Methods: This model details how chemical ecology drives adaptive evolution via 1) ecological niche construction, 2) social niche construction, 3) neurogenic niche construction, and 4) socio-cognitive niche construction. The model exemplifies the epigenetic effects of olfactory/pheromonal conditioning, which alters genetically predisposed, nutrient–dependent, hormone–driven mammalian behavior and choices for pheromones that control reproduction via their effects on luteinizing hormone (LH) and systems biology.
Results: Nutrients are metabolized to pheromones that condition behavior in the same way that food odors condition behavior associated with food preferences. The epigenetic effects of olfactory/pheromonal input calibrate and standardize molecular mechanisms for genetically predisposed receptor–mediated changes in intracellular signaling and stochastic gene expression in GnRH neurosecretory neurons of brain tissue. For example: glucose and pheromones alter the hypothalamic secretion of GnRH and LH. A form of GnRH associated with sexual orientation in yeasts links control of the feedback loops and developmental processes required for nutrient acquisition, movement, reproduction, and the diversification of species from microbes to man.

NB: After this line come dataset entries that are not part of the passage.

//! Generated-code model for repository traits.
//!
//! This module defines the in-memory representation of the Rust traits a
//! table-driven generator produces. The host generator builds one raw
//! [`TraitUnit`] per table with ad-hoc [`Method`] signatures shaped by that
//! table's columns; the transformation stage rewrites those methods in
//! place and attaches supertraits, imports, and doc headers. The types are
//! designed for serialization with [`serde`] and round-trip through JSON.

use std::collections::BTreeSet;

use serde::{Deserialize, Serialize};

/// A reference to a Rust type in generated source.
///
/// Carries the module path the type must be imported from (absent for
/// primitives and prelude types), the short name, and any generic
/// arguments.
///
/// # Examples
///
/// ```
/// use repogen_core::TypeRef;
///
/// let id = TypeRef::new("i64");
/// assert_eq!(id.rendered(), "i64");
/// assert!(id.import_path().is_none());
///
/// let orders = TypeRef::in_module("crate::model", "Orders");
/// assert_eq!(orders.qualified(), "crate::model::Orders");
/// assert_eq!(orders.import_path().as_deref(), Some("crate::model::Orders"));
///
/// let list = TypeRef::vec_of(orders);
/// assert_eq!(list.rendered(), "Vec<Orders>");
/// ```
#[derive(Debug, Clone, PartialEq, Eq, Serialize, Deserialize)]
pub struct TypeRef {
    /// Module path the type is imported from (e.g. `"crate::model"`).
    pub module: Option<String>,
    /// Short type name (e.g. `"Orders"`).
    pub name: String,
    /// Generic arguments, in declaration order.
    pub args: Vec<TypeRef>,
}

impl TypeRef {
    /// Creates a reference to a type that needs no import.
    pub fn new(name: &str) -> Self {
        Self {
            module: None,
            name: name.to_string(),
            args: Vec::new(),
        }
    }

    /// Creates a reference to a type living in `module`.
    pub fn in_module(module: &str, name: &str) -> Self {
        Self {
            module: Some(module.to_string()),
            name: name.to_string(),
            args: Vec::new(),
        }
    }

    /// Appends a generic argument.
    pub fn with_arg(mut self, arg: TypeRef) -> Self {
        self.args.push(arg);
        self
    }

    /// Creates a `Vec<item>` reference.
    pub fn vec_of(item: TypeRef) -> Self {
        TypeRef::new("Vec").with_arg(item)
    }

    /// Short rendering with generic arguments, e.g. `Vec<Orders>`.
    pub fn rendered(&self) -> String {
        if self.args.is_empty() {
            self.name.clone()
        } else {
            let args: Vec<String> = self.args.iter().map(TypeRef::rendered).collect();
            format!("{}<{}>", self.name, args.join(", "))
        }
    }

    /// Fully qualified path, without generic arguments.
    pub fn qualified(&self) -> String {
        match &self.module {
            Some(module) => format!("{module}::{}", self.name),
            None => self.name.clone(),
        }
    }

    /// Path a `use` declaration must bring into scope, or `None` when the
    /// type is visible without one.
    pub fn import_path(&self) -> Option<String> {
        self.module
            .as_ref()
            .map(|module| format!("{module}::{}", self.name))
    }
}

/// A method parameter in generated source.
///
/// The optional statement binding is rendered as a `#[bind("...")]`
/// attribute so the backing statement can reference the parameter by name
/// when a method takes more than one.
#[derive(Debug, Clone, PartialEq, Eq, Serialize, Deserialize)]
pub struct Parameter {
    /// Parameter name (e.g. `"entity"`).
    pub name: String,
    /// Parameter type.
    pub ty: TypeRef,
    /// Statement binding name, when the parameter needs one.
    pub binding: Option<String>,
}

impl Parameter {
    /// Creates an unbound parameter.
    pub fn new(name: &str, ty: TypeRef) -> Self {
        Self {
            name: name.to_string(),
            ty,
            binding: None,
        }
    }

    /// Attaches a statement binding name.
    pub fn with_binding(mut self, binding: &str) -> Self {
        self.binding = Some(binding.to_string());
        self
    }
}

/// One method declaration in a generated trait.
///
/// # Examples
///
/// ```
/// use repogen_core::{Method, Parameter, TypeRef};
///
/// let method = Method::new("select_by_key")
///     .with_param(Parameter::new("key", TypeRef::new("i64")))
///     .returning(TypeRef::in_module("crate::model", "Orders"));
/// assert_eq!(method.params.len(), 1);
/// assert_eq!(method.ret.as_ref().unwrap().name, "Orders");
/// ```
#[derive(Debug, Clone, PartialEq, Eq, Serialize, Deserialize)]
pub struct Method {
    /// Method name (e.g. `"select_by_key"`).
    pub name: String,
    /// Doc lines, without the `///` prefix.
    pub doc: Vec<String>,
    /// Parameters in declaration order.
    pub params: Vec<Parameter>,
    /// Return type; `None` renders as no `->` clause.
    pub ret: Option<TypeRef>,
}

impl Method {
    /// Creates a method with no parameters and no return type.
    pub fn new(name: &str) -> Self {
        Self {
            name: name.to_string(),
            doc: Vec::new(),
            params: Vec::new(),
            ret: None,
        }
    }

    /// Appends a parameter.
    pub fn with_param(mut self, param: Parameter) -> Self {
        self.params.push(param);
        self
    }

    /// Sets the return type.
    pub fn returning(mut self, ty: TypeRef) -> Self {
        self.ret = Some(ty);
        self
    }
}

/// One generated trait: a per-table repository or the shared base.
///
/// Imports are kept sorted and deduplicated. The generic parameter list is
/// only populated for the base trait; per-table traits bind concrete types
/// through their supertrait reference instead.
///
/// # Examples
///
/// ```
/// use repogen_core::{Method, TraitUnit, TypeRef};
///
/// let mut unit = TraitUnit::new("crate::repo", "OrdersRepository");
/// unit.add_import(&TypeRef::in_module("crate::model", "Orders"));
/// unit.methods.push(Method::new("insert"));
///
/// assert_eq!(unit.qualified_name(), "crate::repo::OrdersRepository");
/// assert!(unit.imports.contains("crate::model::Orders"));
/// assert!(unit.method_mut("insert").is_some());
/// ```
#[derive(Debug, Clone, PartialEq, Eq, Serialize, Deserialize)]
pub struct TraitUnit {
    /// Module path the trait is generated into (e.g. `"crate::repo"`).
    pub module: String,
    /// Trait name (e.g. `"OrdersRepository"`).
    pub name: String,
    /// Generic parameter names; empty for per-table traits.
    pub generics: Vec<String>,
    /// Doc lines, without the `///` prefix.
    pub doc: Vec<String>,
    /// Import paths for the `use` block.
    pub imports: BTreeSet<String>,
    /// Supertrait references, with concrete or generic arguments.
    pub supers: Vec<TypeRef>,
    /// Declared methods in order.
    pub methods: Vec<Method>,
}

impl TraitUnit {
    /// Creates an empty trait unit in the given module.
    pub fn new(module: &str, name: &str) -> Self {
        Self {
            module: module.to_string(),
            name: name.to_string(),
            generics: Vec::new(),
            doc: Vec::new(),
            imports: BTreeSet::new(),
            supers: Vec::new(),
            methods: Vec::new(),
        }
    }

    /// Fully qualified trait path.
    pub fn qualified_name(&self) -> String {
        format!("{}::{}", self.module, self.name)
    }

    /// Records the imports a type reference needs, recursing into generic
    /// arguments. Types without a module, and types already local to this
    /// unit's module, need none.
    pub fn add_import(&mut self, ty: &TypeRef) {
        if ty.module.as_deref() != Some(self.module.as_str()) {
            if let Some(path) = ty.import_path() {
                self.imports.insert(path);
            }
        }
        for arg in &ty.args {
            self.add_import(arg);
        }
    }

    /// Appends a doc line.
    pub fn add_doc_line(&mut self, line: &str) {
        self.doc.push(line.to_string());
    }

    /// Looks up a declared method by name.
    pub fn method_mut(&mut self, name: &str) -> Option<&mut Method> {
        self.methods.iter_mut().find(|m| m.name == name)
    }
}

#[cfg(test)]
mod tests {
    use super::*;

    #[test]
    fn test_type_ref_rendered_with_args() {
        let ty = TypeRef::in_module("crate::repo", "BaseRepository")
            .with_arg(TypeRef::in_module("crate::model", "Orders"))
            .with_arg(TypeRef::new("i64"));
        assert_eq!(ty.rendered(), "BaseRepository<Orders, i64>");
        assert_eq!(ty.qualified(), "crate::repo::BaseRepository");
    }

    #[test]
    fn test_type_ref_import_path() {
        assert!(TypeRef::new("u64").import_path().is_none());
        assert_eq!(
            TypeRef::in_module("crate::model", "Orders")
                .import_path()
                .as_deref(),
            Some("crate::model::Orders")
        );
    }

    #[test]
    fn test_vec_of_renders_nested() {
        let list = TypeRef::vec_of(TypeRef::in_module("crate::model", "Orders"));
        assert_eq!(list.rendered(), "Vec<Orders>");
        assert!(list.import_path().is_none());
    }

    #[test]
    fn test_add_import_recurses_into_args() {
        let mut unit = TraitUnit::new("crate::repo", "OrdersRepository");
        let sup = TypeRef::in_module("crate::repo", "BaseRepository")
            .with_arg(TypeRef::in_module("crate::model", "Orders"))
            .with_arg(TypeRef::new("i64"));
        unit.add_import(&sup);

        // Same-module supertrait and primitive key need no import.
        assert_eq!(unit.imports.len(), 1);
        assert!(unit.imports.contains("crate::model::Orders"));
    }

    #[test]
    fn test_add_import_deduplicates() {
        let mut unit = TraitUnit::new("crate::repo", "OrdersRepository");
        let orders = TypeRef::in_module("crate::model", "Orders");
        unit.add_import(&orders);
        unit.add_import(&orders);
        assert_eq!(unit.imports.len(), 1);
    }

    #[test]
    fn test_method_mut_finds_declared_method() {
        let mut unit = TraitUnit::new("crate::repo", "OrdersRepository");
        unit.methods.push(Method::new("insert"));
        assert!(unit.method_mut("insert").is_some());
        assert!(unit.method_mut("missing").is_none());
    }

    #[test]
    fn test_parameter_binding() {
        let param = Parameter::new("entity", TypeRef::new("E")).with_binding("entity");
        assert_eq!(param.binding.as_deref(), Some("entity"));
    }

    #[test]
    fn test_serde_roundtrip() {
        let mut unit = TraitUnit::new("crate::repo", "OrdersRepository");
        unit.methods.push(
            Method::new("select_by_key")
                .with_param(Parameter::new("key", TypeRef::new("i64")))
                .returning(TypeRef::in_module("crate::model", "Orders")),
        );

        let json = serde_json::to_string(&unit).unwrap();
        let back: TraitUnit = serde_json::from_str(&json).unwrap();
        assert_eq!(back, unit);
    }
}
//! Error types for the generation stage.
//!
//! The transformation callbacks themselves are total and never fail; this
//! error type covers the configuration-file surface, where I/O and YAML
//! problems are real.

use thiserror::Error;

/// Errors from configuration loading and saving.
#[derive(Debug, Error)]
pub enum GenError {
    /// File I/O failure.
    #[error("I/O error: {0}")]
    IoError(#[from] std::io::Error),

    /// YAML parsing or serialization failure.
    #[error("YAML error: {0}")]
    YamlError(#[from] serde_yaml::Error),
}

/// Convenience alias for results with [`GenError`].
pub type Result<T> = std::result::Result<T, GenError>;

Conclusion: An environmental drive evolved from that of nutrient ingestion in unicellular organisms to that of pheromone–controlled socialization in insects. In mammals, food odors and pheromones cause changes in hormones such as LH, which has developmental affects on pheromone–controlled sexual behavior in nutrient–dependent reproductively fit individuals across species of vertebrates.